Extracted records
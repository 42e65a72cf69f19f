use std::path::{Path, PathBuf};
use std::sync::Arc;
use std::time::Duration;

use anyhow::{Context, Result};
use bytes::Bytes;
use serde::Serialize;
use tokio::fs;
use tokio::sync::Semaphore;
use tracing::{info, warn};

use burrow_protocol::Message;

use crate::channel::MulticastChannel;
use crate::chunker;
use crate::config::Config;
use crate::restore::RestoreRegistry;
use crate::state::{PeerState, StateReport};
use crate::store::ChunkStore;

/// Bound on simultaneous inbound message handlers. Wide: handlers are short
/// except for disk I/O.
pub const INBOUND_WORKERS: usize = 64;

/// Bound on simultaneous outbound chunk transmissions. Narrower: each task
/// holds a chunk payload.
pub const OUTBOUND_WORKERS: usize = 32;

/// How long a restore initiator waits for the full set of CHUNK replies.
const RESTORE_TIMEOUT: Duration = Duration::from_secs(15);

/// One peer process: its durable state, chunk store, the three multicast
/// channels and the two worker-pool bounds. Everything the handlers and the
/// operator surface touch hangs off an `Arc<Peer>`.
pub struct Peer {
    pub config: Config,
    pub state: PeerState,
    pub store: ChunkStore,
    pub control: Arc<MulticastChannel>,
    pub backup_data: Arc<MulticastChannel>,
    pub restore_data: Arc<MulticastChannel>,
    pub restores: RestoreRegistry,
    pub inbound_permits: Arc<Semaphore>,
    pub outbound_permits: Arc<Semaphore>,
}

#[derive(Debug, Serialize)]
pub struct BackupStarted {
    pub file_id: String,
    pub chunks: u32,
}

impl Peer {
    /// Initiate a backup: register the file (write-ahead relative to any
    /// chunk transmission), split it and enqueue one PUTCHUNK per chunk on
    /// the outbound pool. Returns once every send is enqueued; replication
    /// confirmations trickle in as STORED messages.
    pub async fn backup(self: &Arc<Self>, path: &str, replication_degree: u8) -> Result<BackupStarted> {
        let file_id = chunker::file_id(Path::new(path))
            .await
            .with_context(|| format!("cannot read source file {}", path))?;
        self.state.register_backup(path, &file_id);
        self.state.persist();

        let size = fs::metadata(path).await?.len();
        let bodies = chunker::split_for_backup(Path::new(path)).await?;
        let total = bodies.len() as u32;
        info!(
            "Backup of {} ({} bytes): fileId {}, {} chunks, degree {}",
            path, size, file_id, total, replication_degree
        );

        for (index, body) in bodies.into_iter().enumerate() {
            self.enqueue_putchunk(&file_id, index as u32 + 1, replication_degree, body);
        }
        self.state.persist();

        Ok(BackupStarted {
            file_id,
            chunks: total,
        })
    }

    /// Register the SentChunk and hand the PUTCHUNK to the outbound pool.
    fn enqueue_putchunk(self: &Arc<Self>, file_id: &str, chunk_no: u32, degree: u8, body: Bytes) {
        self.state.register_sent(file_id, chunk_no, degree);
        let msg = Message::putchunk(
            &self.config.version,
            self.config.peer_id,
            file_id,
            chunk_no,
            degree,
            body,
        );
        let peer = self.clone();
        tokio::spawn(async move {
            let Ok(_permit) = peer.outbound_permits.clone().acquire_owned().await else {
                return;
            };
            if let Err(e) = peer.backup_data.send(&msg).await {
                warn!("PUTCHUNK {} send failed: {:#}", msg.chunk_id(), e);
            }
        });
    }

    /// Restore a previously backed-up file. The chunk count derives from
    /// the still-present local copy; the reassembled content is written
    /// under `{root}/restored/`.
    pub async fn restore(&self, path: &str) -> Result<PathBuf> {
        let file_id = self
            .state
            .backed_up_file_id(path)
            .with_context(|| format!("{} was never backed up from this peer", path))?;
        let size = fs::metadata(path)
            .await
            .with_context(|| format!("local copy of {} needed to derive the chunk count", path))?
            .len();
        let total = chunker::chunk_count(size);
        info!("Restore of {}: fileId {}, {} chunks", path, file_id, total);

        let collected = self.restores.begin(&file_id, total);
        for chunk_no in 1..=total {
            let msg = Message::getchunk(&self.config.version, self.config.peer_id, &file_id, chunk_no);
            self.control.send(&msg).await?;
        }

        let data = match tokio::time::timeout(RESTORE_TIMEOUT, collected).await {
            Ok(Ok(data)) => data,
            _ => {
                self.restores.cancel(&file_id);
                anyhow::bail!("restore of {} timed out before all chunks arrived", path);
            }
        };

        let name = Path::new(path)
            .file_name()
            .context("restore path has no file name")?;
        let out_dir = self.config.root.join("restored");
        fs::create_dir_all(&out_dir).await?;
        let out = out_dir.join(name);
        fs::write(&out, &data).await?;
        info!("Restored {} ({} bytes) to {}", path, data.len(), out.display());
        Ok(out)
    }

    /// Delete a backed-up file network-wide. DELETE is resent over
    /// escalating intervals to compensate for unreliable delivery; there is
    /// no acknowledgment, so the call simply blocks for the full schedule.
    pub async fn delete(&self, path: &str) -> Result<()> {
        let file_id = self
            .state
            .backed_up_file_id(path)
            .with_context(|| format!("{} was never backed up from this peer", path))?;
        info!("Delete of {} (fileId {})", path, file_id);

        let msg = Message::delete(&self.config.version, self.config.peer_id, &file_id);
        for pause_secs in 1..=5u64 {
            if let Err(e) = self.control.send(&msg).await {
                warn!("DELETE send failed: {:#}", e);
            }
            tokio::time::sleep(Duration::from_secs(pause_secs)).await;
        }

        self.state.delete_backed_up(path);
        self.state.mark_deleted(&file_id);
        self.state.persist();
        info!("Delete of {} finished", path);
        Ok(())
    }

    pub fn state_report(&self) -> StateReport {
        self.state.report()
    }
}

WHAT YOU ARE ASKED TO DO
What you return should be the lines from the start of the data through the line with "operator surface touch", quoted exactly and nothing more.

EXERCISE SOLUTION
repository 42e65a72cf69f19f
use std::path::{Path, PathBuf};
use std::sync::Arc;
use std::time::Duration;

use anyhow::{Context, Result};
use bytes::Bytes;
use serde::Serialize;
use tokio::fs;
use tokio::sync::Semaphore;
use tracing::{info, warn};

use burrow_protocol::Message;

use crate::channel::MulticastChannel;
use crate::chunker;
use crate::config::Config;
use crate::restore::RestoreRegistry;
use crate::state::{PeerState, StateReport};
use crate::store::ChunkStore;

/// Bound on simultaneous inbound message handlers. Wide: handlers are short
/// except for disk I/O.
pub const INBOUND_WORKERS: usize = 64;

/// Bound on simultaneous outbound chunk transmissions. Narrower: each task
/// holds a chunk payload.
pub const OUTBOUND_WORKERS: usize = 32;

/// How long a restore initiator waits for the full set of CHUNK replies.
const RESTORE_TIMEOUT: Duration = Duration::from_secs(15);

/// One peer process: its durable state, chunk store, the three multicast
/// channels and the two worker-pool bounds. Everything the handlers and the
/// operator surface touch hangs off an `Arc<Peer>`.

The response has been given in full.